Exercise goal:
The answer must be a single number: how many lines of the records below contain "PlatformFacade".

Supplied data Block Start

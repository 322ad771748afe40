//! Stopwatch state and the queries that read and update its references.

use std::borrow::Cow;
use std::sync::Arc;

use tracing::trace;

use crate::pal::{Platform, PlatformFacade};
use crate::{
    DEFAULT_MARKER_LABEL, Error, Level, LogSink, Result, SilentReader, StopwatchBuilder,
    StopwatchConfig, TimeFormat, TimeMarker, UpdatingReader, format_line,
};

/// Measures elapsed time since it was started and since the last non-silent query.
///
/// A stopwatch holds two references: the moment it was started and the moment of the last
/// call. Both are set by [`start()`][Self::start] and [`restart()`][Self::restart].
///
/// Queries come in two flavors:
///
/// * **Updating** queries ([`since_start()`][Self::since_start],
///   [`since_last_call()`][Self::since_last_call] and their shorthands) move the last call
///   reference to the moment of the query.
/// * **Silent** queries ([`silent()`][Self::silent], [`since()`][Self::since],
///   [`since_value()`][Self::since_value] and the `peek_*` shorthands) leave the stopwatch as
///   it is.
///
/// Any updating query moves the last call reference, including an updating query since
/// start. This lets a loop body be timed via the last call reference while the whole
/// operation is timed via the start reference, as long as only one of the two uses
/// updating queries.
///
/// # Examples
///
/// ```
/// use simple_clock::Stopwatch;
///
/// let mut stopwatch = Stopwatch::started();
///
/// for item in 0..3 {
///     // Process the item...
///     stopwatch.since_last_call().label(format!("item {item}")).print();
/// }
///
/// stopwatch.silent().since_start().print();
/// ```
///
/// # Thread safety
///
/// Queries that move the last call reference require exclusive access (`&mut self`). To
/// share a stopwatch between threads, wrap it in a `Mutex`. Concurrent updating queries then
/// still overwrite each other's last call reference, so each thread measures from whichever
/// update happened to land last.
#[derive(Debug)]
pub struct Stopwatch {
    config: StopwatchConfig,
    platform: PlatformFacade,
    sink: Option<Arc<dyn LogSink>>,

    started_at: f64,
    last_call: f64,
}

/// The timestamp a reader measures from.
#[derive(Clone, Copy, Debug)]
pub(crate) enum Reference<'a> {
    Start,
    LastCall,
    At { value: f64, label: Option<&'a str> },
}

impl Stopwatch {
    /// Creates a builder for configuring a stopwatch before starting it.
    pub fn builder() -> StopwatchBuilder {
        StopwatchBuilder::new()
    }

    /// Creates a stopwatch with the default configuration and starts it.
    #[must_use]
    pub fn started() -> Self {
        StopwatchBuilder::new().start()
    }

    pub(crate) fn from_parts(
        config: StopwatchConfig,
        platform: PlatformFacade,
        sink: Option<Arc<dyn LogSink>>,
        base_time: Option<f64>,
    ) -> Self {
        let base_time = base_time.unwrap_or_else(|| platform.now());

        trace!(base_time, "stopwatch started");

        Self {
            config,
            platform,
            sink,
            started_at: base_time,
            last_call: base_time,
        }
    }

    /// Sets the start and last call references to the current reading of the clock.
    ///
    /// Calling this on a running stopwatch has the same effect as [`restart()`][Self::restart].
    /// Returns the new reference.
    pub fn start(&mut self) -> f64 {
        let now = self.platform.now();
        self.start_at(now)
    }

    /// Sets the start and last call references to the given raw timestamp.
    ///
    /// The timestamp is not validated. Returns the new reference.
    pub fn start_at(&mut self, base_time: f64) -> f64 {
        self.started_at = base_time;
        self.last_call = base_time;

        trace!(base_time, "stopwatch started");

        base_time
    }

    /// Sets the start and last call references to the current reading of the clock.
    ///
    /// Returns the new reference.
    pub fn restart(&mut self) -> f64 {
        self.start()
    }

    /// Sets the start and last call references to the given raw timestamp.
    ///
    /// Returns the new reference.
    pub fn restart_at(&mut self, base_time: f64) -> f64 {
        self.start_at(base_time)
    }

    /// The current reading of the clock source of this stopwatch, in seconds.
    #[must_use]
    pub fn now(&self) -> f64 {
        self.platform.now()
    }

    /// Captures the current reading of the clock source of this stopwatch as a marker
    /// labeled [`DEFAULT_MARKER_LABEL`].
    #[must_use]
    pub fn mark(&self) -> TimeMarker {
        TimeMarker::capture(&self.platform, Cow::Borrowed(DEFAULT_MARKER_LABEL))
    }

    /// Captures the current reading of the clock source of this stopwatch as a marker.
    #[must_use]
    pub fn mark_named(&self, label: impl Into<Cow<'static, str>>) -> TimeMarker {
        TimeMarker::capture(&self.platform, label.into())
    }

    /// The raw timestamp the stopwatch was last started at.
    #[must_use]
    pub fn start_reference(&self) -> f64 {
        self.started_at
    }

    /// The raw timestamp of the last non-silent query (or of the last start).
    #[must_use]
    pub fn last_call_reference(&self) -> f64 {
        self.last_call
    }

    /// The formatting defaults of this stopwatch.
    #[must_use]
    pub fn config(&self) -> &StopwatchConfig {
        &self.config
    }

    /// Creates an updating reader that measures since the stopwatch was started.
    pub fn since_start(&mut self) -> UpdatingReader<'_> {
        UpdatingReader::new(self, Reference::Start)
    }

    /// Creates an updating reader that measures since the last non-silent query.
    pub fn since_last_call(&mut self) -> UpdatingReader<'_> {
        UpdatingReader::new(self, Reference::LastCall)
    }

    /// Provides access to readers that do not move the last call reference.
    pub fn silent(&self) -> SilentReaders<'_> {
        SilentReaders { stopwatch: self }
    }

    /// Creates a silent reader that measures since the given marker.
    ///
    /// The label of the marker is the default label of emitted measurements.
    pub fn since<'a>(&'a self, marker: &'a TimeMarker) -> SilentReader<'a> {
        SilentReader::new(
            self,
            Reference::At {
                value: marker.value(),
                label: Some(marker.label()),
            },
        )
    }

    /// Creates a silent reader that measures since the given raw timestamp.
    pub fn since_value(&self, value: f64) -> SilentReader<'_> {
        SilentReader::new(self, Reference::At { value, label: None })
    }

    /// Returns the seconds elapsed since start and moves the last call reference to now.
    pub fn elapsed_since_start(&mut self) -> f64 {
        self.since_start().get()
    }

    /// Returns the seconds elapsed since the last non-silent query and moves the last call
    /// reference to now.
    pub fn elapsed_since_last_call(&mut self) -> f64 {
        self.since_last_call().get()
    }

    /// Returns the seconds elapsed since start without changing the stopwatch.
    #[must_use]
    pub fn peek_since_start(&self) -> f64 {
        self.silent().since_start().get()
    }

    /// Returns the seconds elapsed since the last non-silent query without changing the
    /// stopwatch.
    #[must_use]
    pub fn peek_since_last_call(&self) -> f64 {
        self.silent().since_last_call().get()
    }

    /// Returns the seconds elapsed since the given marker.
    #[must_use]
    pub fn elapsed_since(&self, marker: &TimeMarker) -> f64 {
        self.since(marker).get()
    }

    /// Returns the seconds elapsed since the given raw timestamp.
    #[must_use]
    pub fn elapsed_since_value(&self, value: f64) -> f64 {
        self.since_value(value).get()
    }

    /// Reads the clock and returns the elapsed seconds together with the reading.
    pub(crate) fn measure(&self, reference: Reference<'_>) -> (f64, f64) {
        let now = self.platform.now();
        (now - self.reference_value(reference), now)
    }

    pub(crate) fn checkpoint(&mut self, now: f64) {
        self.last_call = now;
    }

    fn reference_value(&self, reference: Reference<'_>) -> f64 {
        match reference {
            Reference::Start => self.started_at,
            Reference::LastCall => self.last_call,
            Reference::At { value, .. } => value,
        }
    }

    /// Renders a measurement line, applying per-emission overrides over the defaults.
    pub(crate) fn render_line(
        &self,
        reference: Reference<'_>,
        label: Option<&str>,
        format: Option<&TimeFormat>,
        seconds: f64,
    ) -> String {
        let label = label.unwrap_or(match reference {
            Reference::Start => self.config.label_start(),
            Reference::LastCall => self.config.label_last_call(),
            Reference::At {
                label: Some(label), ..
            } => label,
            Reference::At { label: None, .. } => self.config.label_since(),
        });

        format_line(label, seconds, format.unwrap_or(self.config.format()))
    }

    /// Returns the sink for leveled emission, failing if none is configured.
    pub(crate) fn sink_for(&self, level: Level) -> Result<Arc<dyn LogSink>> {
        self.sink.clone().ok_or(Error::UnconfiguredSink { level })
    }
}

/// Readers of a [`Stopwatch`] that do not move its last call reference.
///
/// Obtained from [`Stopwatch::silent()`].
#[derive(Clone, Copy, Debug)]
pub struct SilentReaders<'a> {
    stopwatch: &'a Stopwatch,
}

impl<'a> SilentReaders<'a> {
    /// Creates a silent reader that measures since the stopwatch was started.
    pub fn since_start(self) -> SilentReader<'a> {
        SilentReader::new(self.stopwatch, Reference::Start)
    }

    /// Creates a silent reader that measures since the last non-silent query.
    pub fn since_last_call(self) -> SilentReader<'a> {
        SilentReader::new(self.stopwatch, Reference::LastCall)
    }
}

Supplied data Block End
Supplied data Block Start

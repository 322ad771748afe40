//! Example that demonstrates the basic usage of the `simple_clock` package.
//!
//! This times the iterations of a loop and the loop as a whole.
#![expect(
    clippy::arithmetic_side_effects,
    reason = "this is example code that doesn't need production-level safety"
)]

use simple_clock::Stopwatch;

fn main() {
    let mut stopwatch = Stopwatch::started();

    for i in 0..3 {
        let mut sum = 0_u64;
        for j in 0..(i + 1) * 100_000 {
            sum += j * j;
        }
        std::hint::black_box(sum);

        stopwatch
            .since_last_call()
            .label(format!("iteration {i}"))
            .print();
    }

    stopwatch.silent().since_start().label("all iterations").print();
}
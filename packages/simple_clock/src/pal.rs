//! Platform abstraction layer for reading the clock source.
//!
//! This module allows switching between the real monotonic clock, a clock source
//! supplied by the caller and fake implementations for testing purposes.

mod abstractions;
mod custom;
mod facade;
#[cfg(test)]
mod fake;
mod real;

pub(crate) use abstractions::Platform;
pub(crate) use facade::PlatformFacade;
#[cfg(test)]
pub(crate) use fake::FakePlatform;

Supplied data Block End

Your solution:
4